In FY2019, a Maritime Accelerated Acquisition program was started to procure the Mod 4 variant of the Mark 38. The program was created to address "unmanned aerial systems (UAS) and high speed maneuverable unmanned surface vehicle (USV) threats". Mod 4 will incorporate the 30 mm Mk44 Bushmaster II instead of the 25 mm M242 Bushmaster of previous variants. This is intended to improve accuracy, increase lethality, and increase effective range. In 2021, MSI-Defence begun delivery of its Seahawk DS30M A2 30 mm gun mount to the USN for testing and qualification for the Mod 4. The Mk 38 Mod 4 will achieve initial operating capability on Arleigh Burke-class destroyers with Aegis Baseline 9 in FY2022. The USCG also intends to acquire the Mk 38 Mod 4 for installation on its future Polar Security Cutters.

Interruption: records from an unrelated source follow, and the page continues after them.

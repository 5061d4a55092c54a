// Copyright @yucwang 2026

use std::sync::Arc;

use crate::core::bsdf::{BSDFEval, BSDFSample, BSDF};
use crate::core::computation_node::ComputationNode;
use crate::core::sampler::Sampler;
use crate::core::texture::Texture;
use crate::math::constants::{Float, Vector2f, Vector3f};
use crate::math::frame::Frame;
use crate::math::spectrum::RGBSpectrum;
use crate::materials::microfacet::{ggx_d, reflect, roughness_to_alpha, sample_ggx_vndf, smith_g1};

pub(crate) fn eval_ggx_reflection(alpha: Float, color: RGBSpectrum, wo: &Vector3f, wi: &Vector3f) -> BSDFEval {
    let cos_o = Frame::abs_cos_theta(wo);
    let half = wi + wo;
    if cos_o == 0.0 || half.norm_squared() == 0.0 {
        return BSDFEval::new(RGBSpectrum::black());
    }
    let wh = half.normalize();
    let g = smith_g1(alpha, &wh, wo) * smith_g1(alpha, &wh, wi);
    BSDFEval::new(color * (g * ggx_d(alpha, &wh) / (4.0 * cos_o)))
}

pub(crate) fn sample_ggx_reflection(alpha: Float, color: RGBSpectrum, wo: &Vector3f, rng: &mut dyn Sampler) -> BSDFSample {
    let wh = sample_ggx_vndf(alpha, wo, &rng.next_2d());
    let wi = reflect(wo, &wh);
    BSDFSample::new(wi, color * smith_g1(alpha, &wh, &wi))
}

pub struct RoughConductorBSDF {
    reflectance: Arc<dyn Texture>,
    roughness: Arc<dyn Texture>,
}

impl ComputationNode for RoughConductorBSDF {
    fn to_string(&self) -> String {
        format!("RoughConductorBSDF: [ reflectance: {}, roughness: {} ]",
                self.reflectance.to_string(), self.roughness.to_string())
    }
}

impl RoughConductorBSDF {
    pub fn new(reflectance: Arc<dyn Texture>, roughness: Arc<dyn Texture>) -> Self {
        Self { reflectance, roughness }
    }

    pub fn alpha(&self, uv: &Vector2f) -> Float {
        roughness_to_alpha(self.roughness.scalar(*uv))
    }
}

impl BSDF for RoughConductorBSDF {
    fn eval(&self, uv: &Vector2f, wo: &Vector3f, wi: &Vector3f) -> BSDFEval {
        eval_ggx_reflection(self.alpha(uv), self.reflectance.eval(*uv), wo, wi)
    }

    fn sample(&self, uv: &Vector2f, wo: &Vector3f, rng: &mut dyn Sampler) -> BSDFSample {
        sample_ggx_reflection(self.alpha(uv), self.reflectance.eval(*uv), wo, rng)
    }

    fn albedo(&self, uv: &Vector2f) -> RGBSpectrum {
        self.reflectance.eval(*uv)
    }
}
// Copyright @yucwang 2023

use super::constants::{ INV_PI, PI, Float, Vector2f, Vector3f };

pub fn sample_uniform_disk_concentric(u: &Vector2f) -> Vector2f {
    let r1: Float = 2.0 * u.x - 1.0;
    let r2: Float = 2.0 * u.y - 1.0;

    let phi: Float;
    let r:   Float;

    if r1 == 0. && r2 == 0. {
        r = 0.0;
        phi = 0.0;
    } else if r1 * r1 > r2 * r2 {
        r = r1;
        phi = (PI / 4.0) * (r2 / r1);
    } else {
        r = r2;
        phi = (PI / 2.0) - (r1 / r2) * (PI / 4.0);
    }

    let (sin_phi, cos_phi) = phi.sin_cos();

    return Vector2f::new(r * cos_phi, r * sin_phi)
}

pub fn sample_cosine_hemisphere(u: &Vector2f) -> Vector3f {
    let p = sample_uniform_disk_concentric(&u);
    let z = (1. - p.x * p.x - p.y * p.y).max(0.).sqrt();

    return Vector3f::new(p.x, p.y, z)
}

pub fn sample_cosine_hemisphere_pdf(cos_theta: Float) -> Float {
    return cos_theta.max(0.) * INV_PI;
}
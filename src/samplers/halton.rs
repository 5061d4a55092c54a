// Copyright @yucwang 2026

use crate::core::computation_node::ComputationNode;
use crate::core::rng::Pcg32;
use crate::core::sampler::{pixel_hash, Sampler};
use crate::math::constants::{Float, Vector2i, ONE_MINUS_EPSILON};

const PRIMES: [u32; 64] = [
      2,   3,   5,   7,  11,  13,  17,  19,  23,  29,  31,  37,  41,  43,  47,  53,
     59,  61,  67,  71,  73,  79,  83,  89,  97, 101, 103, 107, 109, 113, 127, 131,
    137, 139, 149, 151, 157, 163, 167, 173, 179, 181, 191, 193, 197, 199, 211, 223,
    227, 229, 233, 239, 241, 251, 257, 263, 269, 271, 277, 281, 283, 293, 307, 311,
];

pub fn radical_inverse(mut index: u32, base: u32) -> f64 {
    let inv_base = 1.0 / base as f64;
    let mut inv_base_n = inv_base;
    let mut reversed = 0.0f64;
    while index > 0 {
        let digit = index % base;
        reversed += digit as f64 * inv_base_n;
        index /= base;
        inv_base_n *= inv_base;
    }
    reversed
}

// Every `next()` moves to the next prime base; the rotation offsets come
// from a PCG32 stream selected by the pixel, so neighbouring pixels see
// decorrelated shifts of the same sequence. Once the prime table runs out
// the remaining dimensions are plain PCG32 numbers.
#[derive(Debug, Clone)]
pub struct HaltonSampler {
    seed: u64,
    samples_per_pixel: u32,
    sample_index: u32,
    dimension: usize,
    rng: Pcg32,
}

impl HaltonSampler {
    pub fn new(seed: u64, samples_per_pixel: u32) -> Self {
        Self { seed,
               samples_per_pixel,
               sample_index: 0,
               dimension: 0,
               rng: Pcg32::new(seed, 0) }
    }
}

impl ComputationNode for HaltonSampler {
    fn to_string(&self) -> String {
        format!("HaltonSampler: [ count: {}, seed: {} ]", self.samples_per_pixel, self.seed)
    }
}

impl Sampler for HaltonSampler {
    fn seed(&mut self, sample_index: u32) {
        self.sample_index = sample_index;
        self.dimension = 0;
        self.rng.seed(self.seed, 0);
    }

    fn seed_pixel(&mut self, pixel: Vector2i, sample_index: u32) {
        self.sample_index = sample_index;
        self.dimension = 0;
        self.rng.seed(self.seed, pixel_hash(pixel));
    }

    fn next(&mut self) -> Float {
        let offset = self.rng.next_f32() as f64;
        let Some(&base) = PRIMES.get(self.dimension) else {
            return offset as Float;
        };
        self.dimension += 1;

        let value = (radical_inverse(self.sample_index, base) + offset).fract();
        (value as Float).min(ONE_MINUS_EPSILON)
    }

    fn samples_per_pixel(&self) -> u32 {
        self.samples_per_pixel
    }

    fn clone_box(&self) -> Box<dyn Sampler> {
        Box::new(self.clone())
    }
}
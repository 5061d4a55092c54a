// Copyright @yucwang 2026

use crate::core::computation_node::ComputationNode;
use crate::core::emitter::{DirectLightSample, Emitter};
use crate::core::sampler::Sampler;
use crate::math::constants::{Vector3f, INFINITY};
use crate::math::spectrum::RGBSpectrum;

pub struct DirectionalEmitter {
    direction: Vector3f,
    intensity: RGBSpectrum,
}

impl DirectionalEmitter {
    // `direction` points from the scene towards the light.
    pub fn new(direction: Vector3f, intensity: RGBSpectrum) -> Self {
        let len = direction.norm();
        let direction = if len > 0.0 { direction / len } else { Vector3f::new(0.0, 0.0, 1.0) };
        Self { direction, intensity }
    }
}

impl ComputationNode for DirectionalEmitter {
    fn to_string(&self) -> String {
        format!("DirectionalEmitter: [ direction: ({}, {}, {}) ]",
                self.direction.x, self.direction.y, self.direction.z)
    }
}

impl Emitter for DirectionalEmitter {
    fn sample_direct(&self, _origin: &Vector3f, _rng: &mut dyn Sampler) -> DirectLightSample {
        DirectLightSample { wi: self.direction,
                            weight: self.intensity,
                            distance: INFINITY }
    }

    fn can_be_intersected(&self) -> bool {
        false
    }
}
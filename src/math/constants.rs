/* Copyright 2020 @Yuchen Wong */

use nalgebra as na;

pub type Float = f32;
pub type Int = i32;
pub type UInt = u32;

pub type Vector2f = na::Vector2<Float>;
pub type Vector3f = na::Vector3<Float>;
pub type Vector4f = na::Vector4<Float>;
pub type Vector2i = na::Vector2<Int>;
pub type Matrix3f = na::Matrix3<Float>;
pub type Matrix4f = na::Matrix4<Float>;

pub const EPSILON: Float = 1e-4;
pub const PI: Float = 3.14159265359;
pub const INV_PI: Float = 0.31830988618;
pub const INV_2PI: Float = 0.15915494309;
pub const INV_4PI: Float = 0.07957747154;
pub const SQUARE_2: Float = 1.41421356;
pub const INV_SQUARE_2: Float = 0.70710678;
pub const INFINITY: Float = std::f32::INFINITY;

// Largest float strictly below one, samplers clamp into [0, 1) with it.
pub const ONE_MINUS_EPSILON: Float = 0.99999994;
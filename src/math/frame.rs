// Copyright @yucwang 2023

use crate::math::constants::{ Float, Vector3f };

// Orthonormal shading frame. In local coordinates the normal is the `z`
// axis, so `cos_theta(w) == w.z`.
#[derive(Debug, Clone, Copy, PartialEq)]
pub struct Frame {
    pub tangent: Vector3f,
    pub bitangent: Vector3f,
    pub normal: Vector3f
}

impl Default for Frame {
    fn default() -> Self {
        Frame {
            tangent: Vector3f::new(1.0, 0.0, 0.0),
            bitangent: Vector3f::new(0.0, 1.0, 0.0),
            normal: Vector3f::new(0.0, 0.0, 1.0)
        }
    }
}

impl Frame {
    pub fn new(tangent: Vector3f, bitangent: Vector3f, normal: Vector3f) -> Frame {
        Frame { tangent, bitangent, normal }
    }

    pub fn from_normal(n: Vector3f) -> Frame {
        let up = if n.z.abs() < 0.999 {
            Vector3f::new(0.0, 0.0, 1.0)
        } else {
            Vector3f::new(1.0, 0.0, 0.0)
        };
        let tangent = n.cross(&up).normalize();
        let bitangent = n.cross(&tangent).normalize();
        Frame { tangent, bitangent, normal: n }
    }

    pub fn to_local(&self, v: &Vector3f) -> Vector3f {
        Vector3f::new(v.dot(&self.tangent), v.dot(&self.bitangent), v.dot(&self.normal))
    }

    pub fn to_world(&self, v: &Vector3f) -> Vector3f {
        self.tangent * v.x + self.bitangent * v.y + self.normal * v.z
    }

    pub fn cos_theta(w: &Vector3f) -> Float {
        w.z
    }

    pub fn abs_cos_theta(w: &Vector3f) -> Float {
        w.z.abs()
    }

    pub fn cos_theta2(w: &Vector3f) -> Float {
        w.z * w.z
    }

    pub fn sin_theta2(w: &Vector3f) -> Float {
        (1.0 - Self::cos_theta2(w)).max(0.0)
    }

    pub fn tan_theta(w: &Vector3f) -> Float {
        Self::sin_theta2(w).sqrt() / w.z
    }
}

#[cfg(test)]
mod tests {
    use super::Frame;
    use crate::math::constants::Vector3f;

    #[test]
    fn test_frame_round_trip() {
        let n = Vector3f::new(0.3, -0.5, 0.8).normalize();
        let frame = Frame::from_normal(n);
        assert!(frame.tangent.dot(&frame.normal).abs() < 1e-5);
        assert!(frame.bitangent.dot(&frame.normal).abs() < 1e-5);
        assert!(frame.tangent.dot(&frame.bitangent).abs() < 1e-5);

        let v = Vector3f::new(0.1, 0.7, -0.2);
        let back = frame.to_world(&frame.to_local(&v));
        assert!((back - v).norm() < 1e-5);
        assert!((frame.to_local(&n).z - 1.0).abs() < 1e-5);
    }

    #[test]
    fn test_frame_from_pole_normal() {
        let frame = Frame::from_normal(Vector3f::new(0.0, 0.0, -1.0));
        assert!((frame.tangent.norm() - 1.0).abs() < 1e-5);
        assert!((frame.bitangent.norm() - 1.0).abs() < 1e-5);
    }
}
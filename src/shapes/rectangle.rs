// Copyright @yucwang 2026

use crate::core::computation_node::ComputationNode;
use crate::core::interaction::SurfaceIntersection;
use crate::core::sampler::Sampler;
use crate::core::shape::Shape;
use crate::math::constants::{EPSILON, Vector2f, Vector3f};
use crate::math::frame::Frame;
use crate::math::ray::Ray3f;

pub struct Rectangle;

impl Rectangle {
    pub fn new() -> Self {
        Self
    }
}

impl ComputationNode for Rectangle {
    fn to_string(&self) -> String {
        String::from("Rectangle")
    }
}

impl Shape for Rectangle {
    fn intersect(&self, ray: &Ray3f, its: &mut SurfaceIntersection<'_>, _rng: &mut dyn Sampler) -> bool {
        let dir = ray.dir();
        if dir.z == 0.0 {
            return false;
        }

        let t = -ray.origin().z / dir.z;
        if t < EPSILON || t >= its.t {
            return false;
        }

        let p = ray.at(t);
        if p.x.abs() > 1.0 || p.y.abs() > 1.0 {
            return false;
        }

        its.t = t;
        its.position = Vector3f::new(p.x, p.y, 0.0);
        its.uv = Vector2f::new(0.5 * (p.x + 1.0), 0.5 * (p.y + 1.0));
        its.frame = Frame::new(Vector3f::new(1.0, 0.0, 0.0),
                               Vector3f::new(0.0, 1.0, 0.0),
                               Vector3f::new(0.0, 0.0, 1.0));
        its.pdf = 0.25;
        true
    }
}

#[cfg(test)]
mod tests {
    use super::*;
    use crate::math::constants::INFINITY;
    use crate::samplers::independent::IndependentSampler;

    #[test]
    fn test_rectangle_hit_and_miss() {
        let rect = Rectangle::new();
        let mut rng = IndependentSampler::new(1337, 1);

        let mut its = SurfaceIntersection::new(INFINITY);
        let ray = Ray3f::new(Vector3f::new(0.5, -0.5, 2.0), Vector3f::new(0.0, 0.0, -1.0));
        assert!(rect.intersect(&ray, &mut its, &mut rng));
        assert!((its.t - 2.0).abs() < 1e-6);
        assert!((its.uv - Vector2f::new(0.75, 0.25)).norm() < 1e-6);
        assert_eq!(its.frame.normal, Vector3f::new(0.0, 0.0, 1.0));

        let mut its = SurfaceIntersection::new(INFINITY);
        let outside = Ray3f::new(Vector3f::new(1.5, 0.0, 2.0), Vector3f::new(0.0, 0.0, -1.0));
        assert!(!rect.intersect(&outside, &mut its, &mut rng));

        let mut its = SurfaceIntersection::new(1.0);
        assert!(!rect.intersect(&ray, &mut its, &mut rng));
    }
}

The USS Mustin is the first Arleigh Burke-class destroyer to receive the Mk 38 Mod 4 and conducted a live fire exercise in the South China Sea on April 17, 2026.

== Operators ==

| Country | Organization(s) | Platforms |
| Australia | Royal Australian Navy | Armidale-class patrol boat, Canberra-class landing helicopter dock, Hobart-class destroyer |
| Canada | Royal Canadian Navy | Harry DeWolf-class offshore patrol vessel |
| Georgia | Coast Guard of Georgia | Island-class patrol boat |
| Philippines | Philippine Navy | Del Pilar-class offshore patrol vessel, Jacinto-class patrol vessel, Mariano Alvarez-class coastal patrol vessel, Jose Andrada-class patrol craft |
| Singapore | Republic of Singapore Navy | Endurance-class landing platform dock, Formidable-class frigate |
| Spain | Spanish Navy | Meteoro-class offshore patrol vessel |
| Sri Lanka | Sri Lanka Navy | Hamilton-class cutter, Reliance-class cutter |
| United States | United States Navy | America-class amphibious assault ship, Arleigh Burke-class destroyer, Blue Ridge-class command ship, Emory S. Land-class submarine tender, Harpers Ferry-class dock landing ship, Gerald R. Ford-class aircraft carrier, Mark VI patrol boat, Nimitz-class aircraft carrier, Ticonderoga-class cruiser, Wasp-class amphibious assault ship, Whidbey Island-class dock landing ship |
| United States Coast Guard | Heritage-class cutter, Reliance-class cutter, Sentinel-class cutter |
| Ukraine | Ukrainian Navy | Island-class patrol boat |

The Mk 38 MGS is also used on offshore support vessels.